## Data:
==========

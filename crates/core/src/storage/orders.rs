//! Order storage operations

use rusqlite::{params, Connection, Row};
use tracing::instrument;
use uuid::Uuid;

use super::parse::{classify_write, parse_datetime, parse_uuid, OptionalExt};
use crate::error::Result;
use crate::models::Order;

pub struct OrderStore<'a> {
    conn: &'a Connection,
}

fn order_from_row(row: &Row<'_>) -> rusqlite::Result<Order> {
    Ok(Order {
        id: parse_uuid(&row.get::<_, String>(0)?)?,
        created_at: parse_datetime(&row.get::<_, String>(1)?)?,
        user_id: parse_uuid(&row.get::<_, String>(2)?)?,
    })
}

impl<'a> OrderStore<'a> {
    pub fn new(conn: &'a Connection) -> Self {
        Self { conn }
    }

    /// Create an order. The owning user must exist.
    #[instrument(skip(self, order), fields(order_id = %order.id, user_id = %order.user_id))]
    pub fn create(&self, order: &Order) -> Result<()> {
        self.conn
            .execute(
                "INSERT INTO orders (id, created_at, user_id) VALUES (?1, ?2, ?3)",
                params![
                    order.id.to_string(),
                    order.created_at.to_rfc3339(),
                    order.user_id.to_string(),
                ],
            )
            .map_err(|e| classify_write(e, "order"))?;
        Ok(())
    }

    #[instrument(skip(self))]
    pub fn find_by_id(&self, id: Uuid) -> Result<Option<Order>> {
        let order = self
            .conn
            .query_row(
                "SELECT id, created_at, user_id FROM orders WHERE id = ?1",
                params![id.to_string()],
                order_from_row,
            )
            .optional()?;

        Ok(order)
    }

    /// A user's orders, newest first
    #[instrument(skip(self))]
    pub fn list_for_user(&self, user_id: Uuid) -> Result<Vec<Order>> {
        let mut stmt = self.conn.prepare(
            "SELECT id, created_at, user_id FROM orders
             WHERE user_id = ?1
             ORDER BY created_at DESC",
        )?;

        let orders = stmt
            .query_map(params![user_id.to_string()], order_from_row)?
            .collect::<std::result::Result<Vec<_>, _>>()?;

        Ok(orders)
    }

    /// Delete an order
    ///
    /// Blocked with a referential integrity error while it holds tickets.
    #[instrument(skip(self))]
    pub fn delete(&self, id: Uuid) -> Result<()> {
        self.conn
            .execute("DELETE FROM orders WHERE id = ?1", params![id.to_string()])
            .map_err(|e| classify_write(e, "order"))?;
        Ok(())
    }
}
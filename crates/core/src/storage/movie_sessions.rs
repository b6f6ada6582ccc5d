//! Movie session storage operations

use chrono::{DateTime, Utc};
use rusqlite::{params, Connection, Row};
use tracing::instrument;
use uuid::Uuid;

use super::parse::{classify_write, parse_datetime, parse_uuid, OptionalExt};
use crate::booking::ValidationError;
use crate::error::Result;
use crate::invariants::assert_session_invariants;
use crate::models::{HallDimensions, MovieSession, MovieSessionDisplay};

pub struct MovieSessionStore<'a> {
    conn: &'a Connection,
}

fn session_from_row(row: &Row<'_>) -> rusqlite::Result<MovieSession> {
    Ok(MovieSession {
        id: parse_uuid(&row.get::<_, String>(0)?)?,
        show_time: parse_datetime(&row.get::<_, String>(1)?)?,
        cinema_hall_id: parse_uuid(&row.get::<_, String>(2)?)?,
        movie_id: parse_uuid(&row.get::<_, String>(3)?)?,
    })
}

fn display_from_row(row: &Row<'_>) -> rusqlite::Result<MovieSessionDisplay> {
    Ok(MovieSessionDisplay {
        id: parse_uuid(&row.get::<_, String>(0)?)?,
        movie_title: row.get(1)?,
        hall_name: row.get(2)?,
        show_time: parse_datetime(&row.get::<_, String>(3)?)?,
    })
}

impl<'a> MovieSessionStore<'a> {
    pub fn new(conn: &'a Connection) -> Self {
        Self { conn }
    }

    /// Schedule a session. The hall and movie must exist.
    #[instrument(skip(self, session), fields(session_id = %session.id, hall_id = %session.cinema_hall_id, movie_id = %session.movie_id))]
    pub fn create(&self, session: &MovieSession) -> Result<()> {
        assert_session_invariants(session);

        self.conn
            .execute(
                "INSERT INTO movie_sessions (id, show_time, cinema_hall_id, movie_id)
                 VALUES (?1, ?2, ?3, ?4)",
                params![
                    session.id.to_string(),
                    session.show_time.to_rfc3339(),
                    session.cinema_hall_id.to_string(),
                    session.movie_id.to_string(),
                ],
            )
            .map_err(|e| classify_write(e, "movie session"))?;
        Ok(())
    }

    #[instrument(skip(self))]
    pub fn find_by_id(&self, id: Uuid) -> Result<Option<MovieSession>> {
        let session = self
            .conn
            .query_row(
                "SELECT id, show_time, cinema_hall_id, movie_id FROM movie_sessions WHERE id = ?1",
                params![id.to_string()],
                session_from_row,
            )
            .optional()?;

        Ok(session)
    }

    /// Sessions with their movie and hall names, earliest first
    ///
    /// With `from` set, only sessions showing at or after that time.
    #[instrument(skip(self))]
    pub fn list_display(&self, from: Option<DateTime<Utc>>) -> Result<Vec<MovieSessionDisplay>> {
        let mut stmt = self.conn.prepare(
            "SELECT s.id, m.title, h.name, s.show_time
             FROM movie_sessions s
             INNER JOIN movies m ON m.id = s.movie_id
             INNER JOIN cinema_halls h ON h.id = s.cinema_hall_id
             WHERE ?1 IS NULL OR s.show_time >= ?1
             ORDER BY s.show_time, m.title",
        )?;

        let sessions = stmt
            .query_map(params![from.map(|t| t.to_rfc3339())], display_from_row)?
            .collect::<std::result::Result<Vec<_>, _>>()?;

        Ok(sessions)
    }

    /// Sessions scheduled for a movie, earliest first
    #[instrument(skip(self))]
    pub fn list_for_movie(&self, movie_id: Uuid) -> Result<Vec<MovieSessionDisplay>> {
        let mut stmt = self.conn.prepare(
            "SELECT s.id, m.title, h.name, s.show_time
             FROM movie_sessions s
             INNER JOIN movies m ON m.id = s.movie_id
             INNER JOIN cinema_halls h ON h.id = s.cinema_hall_id
             WHERE s.movie_id = ?1
             ORDER BY s.show_time",
        )?;

        let sessions = stmt
            .query_map(params![movie_id.to_string()], display_from_row)?
            .collect::<std::result::Result<Vec<_>, _>>()?;

        Ok(sessions)
    }

    /// Resolve a session to the seat grid of its hall
    ///
    /// Distinguishes an unknown session from a session whose hall row is
    /// missing.
    #[instrument(skip(self))]
    pub fn hall_dimensions(&self, session_id: Uuid) -> Result<HallDimensions> {
        let found = self
            .conn
            .query_row(
                r#"SELECT h."rows", h.seats_in_row
                   FROM movie_sessions s
                   LEFT JOIN cinema_halls h ON h.id = s.cinema_hall_id
                   WHERE s.id = ?1"#,
                params![session_id.to_string()],
                |row| Ok((row.get::<_, Option<i32>>(0)?, row.get::<_, Option<i32>>(1)?)),
            )
            .optional()?;

        match found {
            None => Err(ValidationError::SessionNotFound { session_id }.into()),
            Some((Some(rows), Some(seats_in_row))) => Ok(HallDimensions { rows, seats_in_row }),
            Some(_) => Err(ValidationError::HallNotFound { session_id }.into()),
        }
    }

    /// Delete a session and every ticket sold for it
    #[instrument(skip(self))]
    pub fn delete(&self, id: Uuid) -> Result<()> {
        self.conn
            .execute("DELETE FROM movie_sessions WHERE id = ?1", params![id.to_string()])
            .map_err(|e| classify_write(e, "movie session"))?;
        Ok(())
    }
}
//! Movie catalogue models: genres, actors and movies

use serde::{Deserialize, Serialize};
use uuid::Uuid;

#[derive(Debug, Clone, PartialEq, Eq, Serialize, Deserialize)]
pub struct Genre {
    pub id: Uuid,
    /// Unique across all genres
    pub name: String,
}

impl Genre {
    pub fn new(name: String) -> Self {
        Self {
            id: Uuid::new_v4(),
            name,
        }
    }
}

impl std::fmt::Display for Genre {
    fn fmt(&self, f: &mut std::fmt::Formatter<'_>) -> std::fmt::Result {
        f.write_str(&self.name)
    }
}

#[derive(Debug, Clone, PartialEq, Eq, Serialize, Deserialize)]
pub struct Actor {
    pub id: Uuid,
    pub first_name: String,
    pub last_name: String,
}

impl Actor {
    pub fn new(first_name: String, last_name: String) -> Self {
        Self {
            id: Uuid::new_v4(),
            first_name,
            last_name,
        }
    }
}

impl std::fmt::Display for Actor {
    fn fmt(&self, f: &mut std::fmt::Formatter<'_>) -> std::fmt::Result {
        write!(f, "{} {}", self.first_name, self.last_name)
    }
}

/// A film that can be scheduled into sessions
///
/// Actor and genre links are many-to-many and live in join tables,
/// so they are carried here as id lists.
#[derive(Debug, Clone, PartialEq, Eq, Serialize, Deserialize)]
pub struct Movie {
    pub id: Uuid,
    pub title: String,
    pub description: String,
    pub actor_ids: Vec<Uuid>,
    pub genre_ids: Vec<Uuid>,
}

impl Movie {
    pub fn new(title: String, description: String) -> Self {
        Self {
            id: Uuid::new_v4(),
            title,
            description,
            actor_ids: Vec::new(),
            genre_ids: Vec::new(),
        }
    }

    pub fn with_actors(mut self, actor_ids: Vec<Uuid>) -> Self {
        self.actor_ids = actor_ids;
        self
    }

    pub fn with_genres(mut self, genre_ids: Vec<Uuid>) -> Self {
        self.genre_ids = genre_ids;
        self
    }
}

impl std::fmt::Display for Movie {
    fn fmt(&self, f: &mut std::fmt::Formatter<'_>) -> std::fmt::Result {
        f.write_str(&self.title)
    }
}

#[cfg(test)]
mod tests {
    use super::*;

    #[test]
    fn test_actor_display() {
        let actor = Actor::new("Keanu".to_string(), "Reeves".to_string());
        assert_eq!(actor.to_string(), "Keanu Reeves");
    }

    #[test]
    fn test_movie_links() {
        let actor = Uuid::new_v4();
        let genre = Uuid::new_v4();
        let movie = Movie::new("Speed".to_string(), "A bus".to_string())
            .with_actors(vec![actor])
            .with_genres(vec![genre]);

        assert_eq!(movie.actor_ids, vec![actor]);
        assert_eq!(movie.genre_ids, vec![genre]);
        assert_eq!(movie.to_string(), "Speed");
    }
}
//! Password hashing for customer accounts

use argon2::{
    password_hash::{rand_core::OsRng, PasswordHash, PasswordHasher, PasswordVerifier, SaltString},
    Argon2,
};

use crate::error::{Error, Result};

/// Hash a password into a PHC string with a fresh random salt
pub fn hash_password(password: &str) -> Result<String> {
    let salt = SaltString::generate(&mut OsRng);
    Argon2::default()
        .hash_password(password.as_bytes(), &salt)
        .map(|hash| hash.to_string())
        .map_err(|e| Error::Authentication(format!("could not hash password: {}", e)))
}

/// Check a password against a stored PHC string
pub fn verify_password(password: &str, password_hash: &str) -> Result<bool> {
    let parsed = PasswordHash::new(password_hash)
        .map_err(|_| Error::Authentication("Invalid stored password".to_string()))?;

    Ok(Argon2::default()
        .verify_password(password.as_bytes(), &parsed)
        .is_ok())
}
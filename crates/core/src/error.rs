//! Error types for Cinema Core

use thiserror::Error;

use crate::booking::ValidationError;

#[derive(Error, Debug)]
pub enum Error {
    #[error("Database error: {0}")]
    Database(#[from] rusqlite::Error),

    #[error("Validation failed: {0}")]
    Validation(#[from] ValidationError),

    /// A unique index rejected the write
    #[error("Conflict: {0}")]
    Conflict(String),

    /// A RESTRICT foreign key blocked a delete or a dangling reference was inserted
    #[error("Referential integrity violation: {0}")]
    ReferentialIntegrity(String),

    #[error("Authentication failed: {0}")]
    Authentication(String),

    #[error("Not found: {0}")]
    NotFound(String),

    #[error("Invalid operation: {0}")]
    InvalidOperation(String),

    #[error("Config error: {0}")]
    Config(#[from] toml::de::Error),

    #[error("IO error: {0}")]
    Io(#[from] std::io::Error),

    #[error("Serialization error: {0}")]
    Serialization(#[from] serde_json::Error),
}

impl Error {
    /// The booking rule that rejected the request, if any
    pub fn validation(&self) -> Option<&ValidationError> {
        match self {
            Error::Validation(e) => Some(e),
            _ => None,
        }
    }
}

pub type Result<T> = std::result::Result<T, Error>;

==========

## To do:
Please show, exactly as written, every line above that contains the word "execute".

## Task answer:
            .execute(
            .execute("DELETE FROM orders WHERE id = ?1", params![id.to_string()])
            .execute(
            .execute("DELETE FROM movie_sessions WHERE id = ?1", params![id.to_string()])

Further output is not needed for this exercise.